Line by line, copy all of the data exactly.

START INFORMATION

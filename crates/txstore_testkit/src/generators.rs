//! Property-based test generators using proptest.

use proptest::prelude::*;
use txstore_core::{BlobKey, ObjectId, ObjectType};

/// One step a transaction applies to a blob.
#[derive(Debug, Clone, PartialEq, Eq)]
pub enum BlobOp {
    /// Write this content.
    Write(Vec<u8>),
    /// Delete the content.
    Delete,
}

/// How a generated transaction ends.
#[derive(Debug, Clone, Copy, PartialEq, Eq)]
pub enum Ending {
    /// Commit.
    Commit,
    /// Roll back.
    Rollback,
}

/// Strategy for blob content, including empty content.
pub fn content_strategy() -> impl Strategy<Value = Vec<u8>> {
    prop::collection::vec(any::<u8>(), 0..2048)
}

/// Strategy for valid object type names.
pub fn object_type_strategy() -> impl Strategy<Value = ObjectType> {
    prop::string::string_regex("[a-z][a-z0-9_-]{0,15}")
        .expect("Invalid regex")
        .prop_map(|name| ObjectType::new(name).expect("generated name is valid"))
}

/// Strategy for blob keys with small IDs, so that keys collide often.
pub fn blob_key_strategy() -> impl Strategy<Value = BlobKey> {
    (object_type_strategy(), 0u64..64)
        .prop_map(|(object_type, id)| BlobKey::new(object_type, ObjectId::new(id)))
}

/// Strategy for one blob operation; writes are three times as likely.
pub fn blob_op_strategy() -> impl Strategy<Value = BlobOp> {
    prop_oneof![
        3 => content_strategy().prop_map(BlobOp::Write),
        1 => Just(BlobOp::Delete),
    ]
}

/// Strategy for a transaction: 1 to 4 operations and an ending.
pub fn transaction_strategy() -> impl Strategy<Value = (Vec<BlobOp>, Ending)> {
    (
        prop::collection::vec(blob_op_strategy(), 1..5),
        prop_oneof![3 => Just(Ending::Commit), 1 => Just(Ending::Rollback)],
    )
}

/// Strategy for a history of transactions against one blob.
pub fn history_strategy() -> impl Strategy<Value = Vec<(Vec<BlobOp>, Ending)>> {
    prop::collection::vec(transaction_strategy(), 1..8)
}

/// Expected committed content after replaying `history` from `initial`.
///
/// Returns `(normal, backup)`: what `read` and `read_backup` should see.
pub fn expected_after(
    initial: Option<Vec<u8>>,
    history: &[(Vec<BlobOp>, Ending)],
) -> (Option<Vec<u8>>, Option<Vec<u8>>) {
    let mut normal = initial;
    let mut backup = None;
    for (ops, ending) in history {
        if *ending == Ending::Rollback {
            continue;
        }
        match ops.last() {
            Some(BlobOp::Write(content)) => {
                backup = normal.replace(content.clone());
            }
            Some(BlobOp::Delete) if normal.is_some() => backup = normal.take(),
            Some(BlobOp::Delete) | None => {}
        }
    }
    (normal, backup)
}

#[cfg(test)]
mod tests {
    use super::*;

    #[test]
    fn expected_after_tracks_rotation() {
        let history = vec![
            (vec![BlobOp::Write(b"v1".to_vec())], Ending::Commit),
            (vec![BlobOp::Write(b"v2".to_vec())], Ending::Commit),
            (vec![BlobOp::Write(b"v3".to_vec())], Ending::Rollback),
        ];
        let (normal, backup) = expected_after(None, &history);
        assert_eq!(normal, Some(b"v2".to_vec()));
        assert_eq!(backup, Some(b"v1".to_vec()));
    }

    #[test]
    fn delete_without_content_keeps_backup() {
        let history = vec![
            (vec![BlobOp::Write(b"v1".to_vec())], Ending::Commit),
            (vec![BlobOp::Delete], Ending::Commit),
            (vec![BlobOp::Delete], Ending::Commit),
        ];
        assert_eq!(expected_after(None, &history), (None, Some(b"v1".to_vec())));
    }

    proptest! {
        #[test]
        fn generated_keys_are_valid(key in blob_key_strategy()) {
            prop_assert!(!key.object_type.as_str().is_empty());
            prop_assert!(key.object_id.as_u64() < 64);
        }
    }
}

END INFORMATION

• RESULT OF THIS EXERCISE:
filename crates/txstore_testkit/src/generators.rs
//! Property-based test generators using proptest.

use proptest::prelude::*;
use txstore_core::{BlobKey, ObjectId, ObjectType};

/// One step a transaction applies to a blob.
#[derive(Debug, Clone, PartialEq, Eq)]
pub enum BlobOp {
    /// Write this content.
    Write(Vec<u8>),
    /// Delete the content.
    Delete,
}

/// How a generated transaction ends.
#[derive(Debug, Clone, Copy, PartialEq, Eq)]
pub enum Ending {
    /// Commit.
    Commit,
    /// Roll back.
    Rollback,
}

/// Strategy for blob content, including empty content.
pub fn content_strategy() -> impl Strategy<Value = Vec<u8>> {
    prop::collection::vec(any::<u8>(), 0..2048)
}

/// Strategy for valid object type names.
pub fn object_type_strategy() -> impl Strategy<Value = ObjectType> {
    prop::string::string_regex("[a-z][a-z0-9_-]{0,15}")
        .expect("Invalid regex")
        .prop_map(|name| ObjectType::new(name).expect("generated name is valid"))
}

/// Strategy for blob keys with small IDs, so that keys collide often.
pub fn blob_key_strategy() -> impl Strategy<Value = BlobKey> {
    (object_type_strategy(), 0u64..64)
        .prop_map(|(object_type, id)| BlobKey::new(object_type, ObjectId::new(id)))
}

/// Strategy for one blob operation; writes are three times as likely.
pub fn blob_op_strategy() -> impl Strategy<Value = BlobOp> {
    prop_oneof![
        3 => content_strategy().prop_map(BlobOp::Write),
        1 => Just(BlobOp::Delete),
    ]
}

/// Strategy for a transaction: 1 to 4 operations and an ending.
pub fn transaction_strategy() -> impl Strategy<Value = (Vec<BlobOp>, Ending)> {
    (
        prop::collection::vec(blob_op_strategy(), 1..5),
        prop_oneof![3 => Just(Ending::Commit), 1 => Just(Ending::Rollback)],
    )
}

/// Strategy for a history of transactions against one blob.
pub fn history_strategy() -> impl Strategy<Value = Vec<(Vec<BlobOp>, Ending)>> {
    prop::collection::vec(transaction_strategy(), 1..8)
}

/// Expected committed content after replaying `history` from `initial`.
///
/// Returns `(normal, backup)`: what `read` and `read_backup` should see.
pub fn expected_after(
    initial: Option<Vec<u8>>,
    history: &[(Vec<BlobOp>, Ending)],
) -> (Option<Vec<u8>>, Option<Vec<u8>>) {
    let mut normal = initial;
    let mut backup = None;
    for (ops, ending) in history {
        if *ending == Ending::Rollback {
            continue;
        }
        match ops.last() {
            Some(BlobOp::Write(content)) => {
                backup = normal.replace(content.clone());
            }
            Some(BlobOp::Delete) if normal.is_some() => backup = normal.take(),
            Some(BlobOp::Delete) | None => {}
        }
    }
    (normal, backup)
}

#[cfg(test)]
mod tests {
    use super::*;

    #[test]
    fn expected_after_tracks_rotation() {
        let history = vec![
            (vec![BlobOp::Write(b"v1".to_vec())], Ending::Commit),
            (vec![BlobOp::Write(b"v2".to_vec())], Ending::Commit),
            (vec![BlobOp::Write(b"v3".to_vec())], Ending::Rollback),
        ];
        let (normal, backup) = expected_after(None, &history);
        assert_eq!(normal, Some(b"v2".to_vec()));
        assert_eq!(backup, Some(b"v1".to_vec()));
    }

    #[test]
    fn delete_without_content_keeps_backup() {
        let history = vec![
            (vec![BlobOp::Write(b"v1".to_vec())], Ending::Commit),
            (vec![BlobOp::Delete], Ending::Commit),
            (vec![BlobOp::Delete], Ending::Commit),
        ];
        assert_eq!(expected_after(None, &history), (None, Some(b"v1".to_vec())));
    }

    proptest! {
        #[test]
        fn generated_keys_are_valid(key in blob_key_strategy()) {
            prop_assert!(!key.object_type.as_str().is_empty());
            prop_assert!(key.object_id.as_u64() < 64);
        }
    }
}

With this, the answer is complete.